Recuerdo hace unos cuantos ayeres haber visto la portada del Doo Bop en los estantes de una tienda de discos. Yo en ese tiempo estaba metido en otro tipo de música, y nada que no fuera rápido y ruidoso no me gustaba. Aún así, esa portada me intrigaba en demasía, se percibía un alto grado de locura en su composición, esa sencilla imagen de Davis tocando su trompeta, algo no era común ahí, la candidez de la fotografía me hacía imaginarlo en estados alterados de conciencia, probablemente en un departamento en Nueva York, rodeado de bohemios locos, que aún recitaban chairamente los poemas de Ginsberg y tomaban Ajenjo.

El disco jamás ha sido considerado de lo mejor de Davis, aún así me encanta.

Años después, en una de las ediciones de La Mosca en la Pared, había un artículo sobre Miles Davis y la importancia que tuvo para el Jazz, móvil que me impulsó a investigar más sobre él.

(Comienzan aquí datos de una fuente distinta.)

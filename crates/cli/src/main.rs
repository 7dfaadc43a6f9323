//! revdiff command-line tool.
//!
//! Loads a directory of revision JSON files into an in-memory version store
//! and provides subcommands for comparing revisions, reconciling a
//! comparison into a new revision, viewing lineage, and generating /
//! validating configuration files.

mod compare;
mod reconcile;
mod style;

use std::path::{Path, PathBuf};
use std::process::ExitCode;
use std::sync::Arc;

use anyhow::{Context, Result};
use clap::{Parser, Subcommand, ValueEnum};
use comfy_table::{presets::UTF8_FULL, Cell, ContentArrangement, Table};
use tracing::debug;
use tracing_subscriber::EnvFilter;

use revdiff_core::config::AppConfig;
use revdiff_core::models::Revision;
use revdiff_core::reconcile::Decision;
use revdiff_core::store::{InMemoryVersionStore, VersionStore};
use revdiff_core::VersionService;

// ---------------------------------------------------------------------------
// CLI argument definitions
// ---------------------------------------------------------------------------

/// revdiff command-line tool.
#[derive(Parser, Debug)]
#[command(
    name = "revdiff",
    version,
    about = "Compare revisions, classify their changes and reconcile them selectively"
)]
struct Cli {
    /// Path to the TOML configuration file. Defaults apply when omitted.
    #[arg(short, long, global = true)]
    config: Option<PathBuf>,

    /// Directory of revision JSON files.
    #[arg(short, long, global = true, default_value = "./revisions")]
    revisions: PathBuf,

    /// Log level (overrides the config file and RUST_LOG).
    #[arg(long, global = true)]
    log_level: Option<String>,

    #[command(subcommand)]
    command: Commands,
}

#[derive(Subcommand, Debug)]
enum Commands {
    /// Compare two revisions.
    Compare {
        /// Base revision id.
        from: String,
        /// Target revision id.
        to: String,

        /// Print the comparison as JSON.
        #[arg(long)]
        json: bool,

        /// Also print a unified patch of every changed section.
        #[arg(long)]
        patch: bool,
    },

    /// Accept or reject hunks of a comparison and build a candidate revision.
    Reconcile {
        /// Base revision id.
        from: String,
        /// Target revision id.
        to: String,

        /// Hunk ids to accept (repeatable).
        #[arg(long, value_delimiter = ',')]
        accept: Vec<String>,

        /// Hunk ids to reject (repeatable).
        #[arg(long, value_delimiter = ',')]
        reject: Vec<String>,

        /// Decision for hunks not listed (overrides the config file).
        #[arg(long, value_enum)]
        default: Option<DecisionArg>,

        /// Persist the candidate into the revisions directory.
        #[arg(long)]
        save: bool,

        /// Version for the saved revision (default: parent's patch + 1).
        #[arg(long, requires = "save")]
        version: Option<String>,

        /// Author recorded on the saved revision (default: parent's author).
        #[arg(long)]
        author: Option<String>,

        /// Print the result as JSON.
        #[arg(long)]
        json: bool,
    },

    /// Show the lineage of a revision, newest first.
    Log {
        /// Revision id.
        id: String,
    },

    /// List every stored revision.
    List,

    /// Generate a default configuration file.
    Init {
        /// Output path for the generated config file.
        #[arg(short, long, default_value = "./revdiff.toml")]
        output: PathBuf,
    },

    /// Validate a configuration file.
    Validate,
}

#[derive(ValueEnum, Clone, Copy, Debug, PartialEq, Eq)]
enum DecisionArg {
    Accept,
    Reject,
}

impl From<DecisionArg> for Decision {
    fn from(arg: DecisionArg) -> Self {
        match arg {
            DecisionArg::Accept => Decision::Accept,
            DecisionArg::Reject => Decision::Reject,
        }
    }
}

// ---------------------------------------------------------------------------
// Main
// ---------------------------------------------------------------------------

#[tokio::main]
async fn main() -> ExitCode {
    let cli = Cli::parse();

    match run(cli).await {
        Ok(()) => ExitCode::SUCCESS,
        Err(e) => {
            eprintln!("Error: {:#}", e);
            ExitCode::FAILURE
        }
    }
}

async fn run(cli: Cli) -> Result<()> {
    let Cli {
        config,
        revisions,
        log_level,
        command,
    } = cli;
    let log_level = log_level.as_deref();

    match command {
        Commands::Init { output } => {
            init_logging(log_level, None);
            cmd_init(&output)
        }
        Commands::Validate => {
            init_logging(log_level, None);
            let path = config.unwrap_or_else(|| PathBuf::from("./revdiff.toml"));
            cmd_validate(&path)
        }
        Commands::Compare {
            from,
            to,
            json,
            patch,
        } => {
            let service = open_service(config.as_deref(), &revisions, log_level, None)?;
            compare::run_compare(&service, &from, &to, json, patch).await
        }
        Commands::Reconcile {
            from,
            to,
            accept,
            reject,
            default,
            save,
            version,
            author,
            json,
        } => {
            let service = open_service(config.as_deref(), &revisions, log_level, default)?;
            let args = reconcile::ReconcileArgs {
                from,
                to,
                accept,
                reject,
                json,
                save,
                version,
                author,
            };
            reconcile::run_reconcile(&service, &revisions, args).await
        }
        Commands::Log { id } => {
            let service = open_service(config.as_deref(), &revisions, log_level, None)?;
            cmd_log(service.store(), &id)
        }
        Commands::List => {
            let service = open_service(config.as_deref(), &revisions, log_level, None)?;
            cmd_list(service.store()).await
        }
    }
}

// ---------------------------------------------------------------------------
// Setup helpers
// ---------------------------------------------------------------------------

/// Install the tracing subscriber. Precedence: `--log-level`, then
/// `RUST_LOG`, then the config file, then `warn`.
fn init_logging(flag: Option<&str>, config_level: Option<&str>) {
    let filter = match flag {
        Some(level) => EnvFilter::new(level),
        None => EnvFilter::try_from_default_env()
            .unwrap_or_else(|_| EnvFilter::new(config_level.unwrap_or("warn"))),
    };
    // Keeps the first subscriber if one is already installed.
    let _ = tracing_subscriber::fmt()
        .with_env_filter(filter)
        .with_target(false)
        .without_time()
        .with_writer(std::io::stderr)
        .try_init();
}

/// Load configuration, install logging and build a service over the
/// revisions directory. `default` overrides the configured default decision.
fn open_service(
    config_path: Option<&Path>,
    revisions: &Path,
    log_level: Option<&str>,
    default: Option<DecisionArg>,
) -> Result<VersionService<InMemoryVersionStore>> {
    let mut config = load_config(config_path)?;
    init_logging(log_level, Some(&config.logging.level));
    if let Some(d) = default {
        config.reconcile.default_decision = d.into();
    }

    let store = load_store(revisions)?;
    VersionService::new(Arc::new(store), &config).context("invalid classifier configuration")
}

fn load_config(path: Option<&Path>) -> Result<AppConfig> {
    match path {
        Some(path) => {
            AppConfig::load_and_validate(path).context("failed to load configuration file")
        }
        None => Ok(AppConfig::default()),
    }
}

/// Read every `*.json` file in `dir` as a revision and insert them into a
/// fresh store, parents before children.
fn load_store(dir: &Path) -> Result<InMemoryVersionStore> {
    let mut revisions = read_revisions(dir)?;
    // Versions strictly increase along a lineage, so version order puts
    // every parent ahead of its children.
    revisions.sort_by(|a, b| a.version.cmp(&b.version).then_with(|| a.id.cmp(&b.id)));

    let store = InMemoryVersionStore::new();
    for rev in revisions {
        let id = rev.id.clone();
        store
            .insert(rev)
            .with_context(|| format!("failed to load revision {}", id))?;
    }
    debug!(count = store.len(), dir = %dir.display(), "revisions loaded");
    Ok(store)
}

fn read_revisions(dir: &Path) -> Result<Vec<Revision>> {
    let entries = std::fs::read_dir(dir)
        .with_context(|| format!("failed to read revisions directory {}", dir.display()))?;

    let mut revisions = Vec::new();
    for entry in entries {
        let path = entry?.path();
        if path.extension().and_then(|e| e.to_str()) != Some("json") {
            continue;
        }
        let body = std::fs::read_to_string(&path)
            .with_context(|| format!("failed to read {}", path.display()))?;
        let rev: Revision = serde_json::from_str(&body)
            .with_context(|| format!("failed to parse revision {}", path.display()))?;
        revisions.push(rev);
    }
    Ok(revisions)
}

// ---------------------------------------------------------------------------
// Subcommand implementations
// ---------------------------------------------------------------------------

fn cmd_log(store: &InMemoryVersionStore, id: &str) -> Result<()> {
    let lineage = store
        .lineage(id)
        .with_context(|| format!("failed to resolve lineage of {}", id))?;

    println!();
    println!("{}", style::header(&format!("Lineage of {}", id)));
    println!();
    print_revisions(&lineage);
    Ok(())
}

async fn cmd_list(store: &InMemoryVersionStore) -> Result<()> {
    let all = store
        .list_revisions()
        .await
        .context("failed to list revisions")?;
    if all.is_empty() {
        println!("No revisions found.");
        return Ok(());
    }
    println!();
    print_revisions(&all);
    println!("{} revision(s)", all.len());
    Ok(())
}

fn print_revisions(revisions: &[Arc<Revision>]) {
    let mut table = Table::new();
    table.load_preset(UTF8_FULL);
    table.set_content_arrangement(ContentArrangement::Dynamic);
    table.set_header(vec!["ID", "Version", "Status", "Author", "Parent", "Created", "Sections"]);

    for rev in revisions {
        let sections: Vec<&str> = rev.sections.keys().map(|k| k.as_str()).collect();
        table.add_row(vec![
            Cell::new(&rev.id),
            Cell::new(rev.version.to_string()),
            Cell::new(rev.status.to_string()),
            Cell::new(&rev.author_id),
            Cell::new(rev.parent_id.as_deref().unwrap_or("—")),
            Cell::new(
                rev.created_at
                    .to_rfc3339_opts(chrono::SecondsFormat::Secs, true),
            ),
            Cell::new(sections.join(", ")),
        ]);
    }

    println!("{}", table);
    println!();
}

fn cmd_init(output: &Path) -> Result<()> {
    let default_config = r#"# revdiff configuration
# Every setting is optional; the values below are the defaults.

[diff]
# Unchanged lines allowed between a removal and an addition for the two to
# be reported as one "modified" hunk.
coalesce_gap = 0

[classifier]
# Hunks spanning more lines than this are high severity.
large_hunk_threshold = 20
# Sections checked for removed public symbols.
code_sections = ["logic"]
# Extra regexes whose first capture group is a public symbol name.
extra_public_patterns = []

[reconcile]
# Decision applied to hunks without an explicit accept / reject.
default_decision = "accept"

[cache]
enabled = true
max_entries = 256

[logging]
level = "warn"
"#;

    if output.exists() {
        anyhow::bail!(
            "file already exists: {}. Use a different path or remove the existing file.",
            output.display()
        );
    }

    std::fs::write(output, default_config).context("failed to write config file")?;

    println!("{}", style::success(&format!("Default configuration written to {}", output.display())));
    println!();
    println!("Next steps:");
    println!("  1. Adjust the classifier heuristics for your sections");
    println!("  2. Validate with: revdiff validate --config {}", output.display());

    Ok(())
}

fn cmd_validate(config_path: &Path) -> Result<()> {
    println!("Validating configuration: {}", config_path.display());
    println!();

    let config = AppConfig::load_from_file(config_path).context("failed to parse configuration")?;
    println!("  [OK] TOML structure is valid");

    match config.validate() {
        Ok(()) => {
            println!("  [OK] All values are valid");
        }
        Err(e) => {
            println!("  [FAIL] Validation error: {}", e);
            anyhow::bail!("configuration validation failed");
        }
    }

    let code_sections: Vec<&str> = config
        .classifier
        .code_sections
        .iter()
        .map(|s| s.as_str())
        .collect();

    println!();
    println!("Configuration summary:");
    println!("  Coalesce gap      : {}", config.diff.coalesce_gap);
    println!("  Large hunk lines  : {}", config.classifier.large_hunk_threshold);
    println!("  Code sections     : {}", code_sections.join(", "));
    println!(
        "  Extra patterns    : {}",
        config.classifier.extra_public_patterns.len()
    );
    println!("  Default decision  : {}", config.reconcile.default_decision);
    println!(
        "  Cache             : {}",
        if config.cache.enabled {
            format!("enabled ({} entries)", config.cache.max_entries)
        } else {
            "disabled".to_string()
        }
    );
    println!("  Log level         : {}", config.logging.level);
    println!();
    println!("Configuration is valid.");

    Ok(())
}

El primer disco que escuché fue el famoso Bitches Brew(1970), uno de mis álbumes favoritos de este oriundo Illinois, y en donde, Davis, abrazó la música psicodélica, el avant garde y creó puentes con el rock progresivo de la época, presentándolo además con una hermosa portada creada por Mati Klarwein

La contra portada es igual de genial.